Materials and Methods: In-111-DOTA-trastuzumab Protein Tyrosine Kinase inhibitor was prepared followed by determination of radiochemical purity (RCP), integrity of protein, immunoreactivity of radiolabeled antibody with HER2/neu antigen (by SkBr3 cell line binding and RIA methods)
were determined followed by stability tests, internalization studies and the tissue bio-distribution determination in wild-type rats as well as SPECT imaging in SkBr3-bearing mice. Statistical Analysis Used: All values were expressed as mean +/- standard deviation (mean +/- SD) and the data were compared using Student’s t-test. Statistical significance was defined as P smaller than 0.05. Results: In-111-DOTA-trastuzumab was prepared (RCP bigger than 95 +/- 0.5%, S. A. 5.3 mu Ci/mu g) with the average number of chelators
per antibody of 6: 1 showing significant immune-reactivity retention using ELISA. In vitro stability was bigger than 90% in phosphate buffered saline and 80 +/- 0.5% in serum over 48 h. Cell binding was significant ( bigger than 0.79). In vitro internalization reached up to %12-13 in 10 h. Significant tumor uptake was observed. Conclusions: In vitro and in vivo/SPECT imaging in SkBr3-bearing mice demonstrated that In-111-DOTA-trastuzumab is a potential compound for molecular imaging of SPECT for diagnosis and follow-up of HER2 expression in oncology.”

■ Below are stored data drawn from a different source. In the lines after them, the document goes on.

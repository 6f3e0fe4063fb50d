use axum::{http::StatusCode, response::IntoResponse};
use fondos_api::error::AppError;
use http_body_util::BodyExt;
use sea_orm::DbErr;
use serde_json::Value;

// Test for AppError Display implementation
#[test]
fn test_app_error_display() {
    // Test each error variant
    let error1 = AppError::FundNotFound(42);
    assert_eq!(error1.to_string(), "Fund not found: 42");

    let error2 = AppError::InvalidRequest("unparseable fechainicio: nope".to_string());
    assert_eq!(
        error2.to_string(),
        "Invalid request: unparseable fechainicio: nope"
    );

    let error3 = AppError::MissingFields(vec!["nombre", "url"]);
    assert_eq!(error3.to_string(), "Missing required fields: nombre, url");

    let error4 = AppError::DatabaseError(DbErr::Custom("connection refused".to_string()));
    assert!(error4.to_string().contains("connection refused"));
}

// Test for AppError IntoResponse implementation
#[tokio::test]
async fn test_app_error_into_response() {
    // Test FundNotFound error
    let error = AppError::FundNotFound(42);
    let response = error.into_response();
    assert_eq!(response.status(), StatusCode::NOT_FOUND);

    let body_bytes = response.into_body().collect().await.unwrap().to_bytes();
    let body: Value = serde_json::from_slice(&body_bytes).unwrap();
    assert_eq!(body["error"], "Fund not found");

    // Test InvalidRequest error
    let error = AppError::InvalidRequest("unparseable fecha_desde: nope".to_string());
    let response = error.into_response();
    assert_eq!(response.status(), StatusCode::BAD_REQUEST);

    let body_bytes = response.into_body().collect().await.unwrap().to_bytes();
    let body: Value = serde_json::from_slice(&body_bytes).unwrap();
    assert_eq!(
        body["error"],
        "Invalid request: unparseable fecha_desde: nope"
    );

    // Test MissingFields error, which carries a details list
    let error = AppError::MissingFields(vec!["nombre", "fechacierre"]);
    let response = error.into_response();
    assert_eq!(response.status(), StatusCode::BAD_REQUEST);

    let body_bytes = response.into_body().collect().await.unwrap().to_bytes();
    let body: Value = serde_json::from_slice(&body_bytes).unwrap();
    assert_eq!(body["error"], "Missing required fields");
    assert_eq!(body["details"], serde_json::json!(["nombre", "fechacierre"]));

    // Test DatabaseError: driver detail must not leak to the client
    let error = AppError::DatabaseError(DbErr::Custom("password authentication failed".to_string()));
    let response = error.into_response();
    assert_eq!(response.status(), StatusCode::INTERNAL_SERVER_ERROR);

    let body_bytes = response.into_body().collect().await.unwrap().to_bytes();
    let body: Value = serde_json::from_slice(&body_bytes).unwrap();
    assert_eq!(body["error"], "Internal server error");
}

// A DbErr converts into the storage variant
#[test]
fn test_db_err_conversion() {
    let error: AppError = DbErr::Custom("boom".to_string()).into();
    assert!(matches!(error, AppError::DatabaseError(_)));
}
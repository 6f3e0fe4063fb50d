use chrono::{NaiveDate, NaiveDateTime};
use fondos_api::entities::fondo;
use fondos_api::routes::fondos::{parse_fecha, FondoListResponse, Pagination};

fn fecha(y: i32, m: u32, d: u32) -> NaiveDateTime {
    NaiveDate::from_ymd_opt(y, m, d)
        .unwrap()
        .and_hms_opt(0, 0, 0)
        .unwrap()
}

#[test]
fn test_parse_fecha_date_only() {
    assert_eq!(parse_fecha("2024-01-01"), Some(fecha(2024, 1, 1)));
}

#[test]
fn test_parse_fecha_with_time() {
    let expected = NaiveDate::from_ymd_opt(2024, 6, 15)
        .unwrap()
        .and_hms_opt(13, 45, 30)
        .unwrap();
    assert_eq!(parse_fecha("2024-06-15T13:45:30"), Some(expected));
    assert_eq!(parse_fecha("2024-06-15 13:45:30"), Some(expected));
}

#[test]
fn test_parse_fecha_rejects_garbage() {
    assert_eq!(parse_fecha(""), None);
    assert_eq!(parse_fecha("notadate"), None);
    assert_eq!(parse_fecha("01/01/2024"), None);
    assert_eq!(parse_fecha("2024-13-01"), None);
}

#[test]
fn test_pagination_serializes_total_pages_camel_case() {
    let pagination = Pagination {
        total: 25,
        page: 2,
        limit: 10,
        total_pages: 3,
    };
    let json = serde_json::to_value(&pagination).unwrap();
    assert_eq!(json["totalPages"], 3);
    assert!(json.get("total_pages").is_none());
}

#[test]
fn test_list_response_shape() {
    let model = fondo::Model {
        id: 1,
        nombre: "Fondo 1".to_string(),
        url: "http://example.com".to_string(),
        plataforma: "P1".to_string(),
        fechainicio: fecha(2024, 1, 1),
        fechacierre: fecha(2024, 12, 31),
        contador: 0,
    };
    let response = FondoListResponse {
        data: vec![model],
        pagination: Pagination {
            total: 1,
            page: 1,
            limit: 10,
            total_pages: 1,
        },
    };

    let json = serde_json::to_value(&response).unwrap();
    assert_eq!(json["data"][0]["nombre"], "Fondo 1");
    assert_eq!(json["data"][0]["fechainicio"], "2024-01-01T00:00:00");
    assert_eq!(json["pagination"]["total"], 1);
}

“Obesity is a major health problem. We investigated the effects of forskolin and rolipram in the diet of animals in which obesity had been induced. We used 50 female albino Wistar rats
that were assigned randomly into five groups as follows: group 1, control; KU-57788 research buy group Cell Cycle inhibitor 2, high fat diet; group 3, high fat diet + forskolin; group 4, high fat diet + rolipram; and group 5, high fat diet + rolipram + forskolin. The rats were fed for 10 weeks and rolipram and forskolin were administered during last two weeks. The animals were sacrificed and blood samples were obtained. Serum cAMP, cGMP and free fatty acids (FFA) levels were measured using ELISA assays. We also measured weight gain during the 10 week period. cAMP and FFA levels of groups 3, 4 and 5 were significantly higher than those of groups 1 and 2. We found no significant differences in serum cGMP levels among the groups. The weight gain in groups 3, 4 and 5 was significantly less than for group 2. We also found that the weight gain in group 5 was significantly less than in groups 3 and 4. We found that both forskolin and rolipram stimulated lipolysis and inhibited body weight increase by increasing cAMP levels. Also, combination therapy using the two agents may be more effective in preventing diet induced obesity than either agent alone. We found also that these agents did not effect cellular cGMP levels in diet induced obesity.”
“To evaluate the impact of iterative reconstruction on the detectability of clots.